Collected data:
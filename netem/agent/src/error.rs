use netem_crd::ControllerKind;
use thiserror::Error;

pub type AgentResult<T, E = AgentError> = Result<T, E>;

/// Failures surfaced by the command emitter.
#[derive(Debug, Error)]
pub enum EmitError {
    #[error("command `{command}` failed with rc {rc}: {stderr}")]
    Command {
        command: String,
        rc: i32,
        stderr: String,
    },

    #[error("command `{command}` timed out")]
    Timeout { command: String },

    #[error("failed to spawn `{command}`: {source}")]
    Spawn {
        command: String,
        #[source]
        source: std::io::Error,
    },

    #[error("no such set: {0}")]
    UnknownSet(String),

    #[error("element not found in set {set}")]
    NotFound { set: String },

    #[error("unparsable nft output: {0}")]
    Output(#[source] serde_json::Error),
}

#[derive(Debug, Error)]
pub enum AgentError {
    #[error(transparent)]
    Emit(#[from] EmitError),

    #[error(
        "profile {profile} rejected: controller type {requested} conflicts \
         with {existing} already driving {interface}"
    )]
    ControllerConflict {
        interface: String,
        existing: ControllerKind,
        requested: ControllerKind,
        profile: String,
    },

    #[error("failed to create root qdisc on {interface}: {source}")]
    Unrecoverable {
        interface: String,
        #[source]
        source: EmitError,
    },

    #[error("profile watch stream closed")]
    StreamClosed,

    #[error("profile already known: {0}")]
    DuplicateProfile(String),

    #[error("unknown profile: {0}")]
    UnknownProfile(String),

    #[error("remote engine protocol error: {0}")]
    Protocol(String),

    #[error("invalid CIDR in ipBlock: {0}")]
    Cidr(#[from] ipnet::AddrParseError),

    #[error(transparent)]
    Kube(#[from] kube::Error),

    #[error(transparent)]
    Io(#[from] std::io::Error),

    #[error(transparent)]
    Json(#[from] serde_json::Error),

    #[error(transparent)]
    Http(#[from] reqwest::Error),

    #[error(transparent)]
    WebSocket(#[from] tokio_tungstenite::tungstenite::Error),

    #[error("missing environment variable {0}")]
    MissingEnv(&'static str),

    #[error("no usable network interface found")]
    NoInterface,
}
--
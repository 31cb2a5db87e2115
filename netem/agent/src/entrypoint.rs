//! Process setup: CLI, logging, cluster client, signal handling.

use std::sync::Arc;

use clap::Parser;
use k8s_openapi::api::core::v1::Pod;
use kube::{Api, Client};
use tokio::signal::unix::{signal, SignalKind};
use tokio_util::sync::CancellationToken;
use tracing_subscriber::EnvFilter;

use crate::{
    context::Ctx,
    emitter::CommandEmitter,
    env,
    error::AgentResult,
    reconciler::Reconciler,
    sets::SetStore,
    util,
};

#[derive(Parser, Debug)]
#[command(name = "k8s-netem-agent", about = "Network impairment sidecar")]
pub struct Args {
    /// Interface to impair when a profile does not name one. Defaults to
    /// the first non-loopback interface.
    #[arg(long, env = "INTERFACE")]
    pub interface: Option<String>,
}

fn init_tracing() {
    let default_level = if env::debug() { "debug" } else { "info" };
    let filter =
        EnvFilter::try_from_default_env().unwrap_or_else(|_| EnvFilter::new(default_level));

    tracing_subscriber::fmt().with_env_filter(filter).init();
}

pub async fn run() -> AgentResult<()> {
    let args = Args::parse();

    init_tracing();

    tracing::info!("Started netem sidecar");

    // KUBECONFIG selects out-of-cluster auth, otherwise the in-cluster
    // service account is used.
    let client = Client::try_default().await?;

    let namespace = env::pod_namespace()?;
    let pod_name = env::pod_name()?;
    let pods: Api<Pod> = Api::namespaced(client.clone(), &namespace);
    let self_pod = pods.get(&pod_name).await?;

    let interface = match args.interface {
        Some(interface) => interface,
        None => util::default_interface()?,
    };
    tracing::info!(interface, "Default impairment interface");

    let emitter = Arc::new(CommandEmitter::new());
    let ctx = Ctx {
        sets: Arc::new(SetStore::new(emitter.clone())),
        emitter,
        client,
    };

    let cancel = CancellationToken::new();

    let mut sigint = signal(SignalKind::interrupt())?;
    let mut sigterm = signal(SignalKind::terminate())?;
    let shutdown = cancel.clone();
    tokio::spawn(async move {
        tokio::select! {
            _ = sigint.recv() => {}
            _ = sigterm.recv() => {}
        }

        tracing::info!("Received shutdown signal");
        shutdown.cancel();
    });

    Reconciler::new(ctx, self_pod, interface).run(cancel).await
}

WHAT THE EXERCISE ASKS: Lines containing the word "source" are to be located in the entries and copied.

FINAL ANSWER:
    #[error("failed to spawn `{command}`: {source}")]
        #[source]
        source: std::io::Error,
    Output(#[source] serde_json::Error),
    #[error("failed to create root qdisc on {interface}: {source}")]
        #[source]
        source: EmitError,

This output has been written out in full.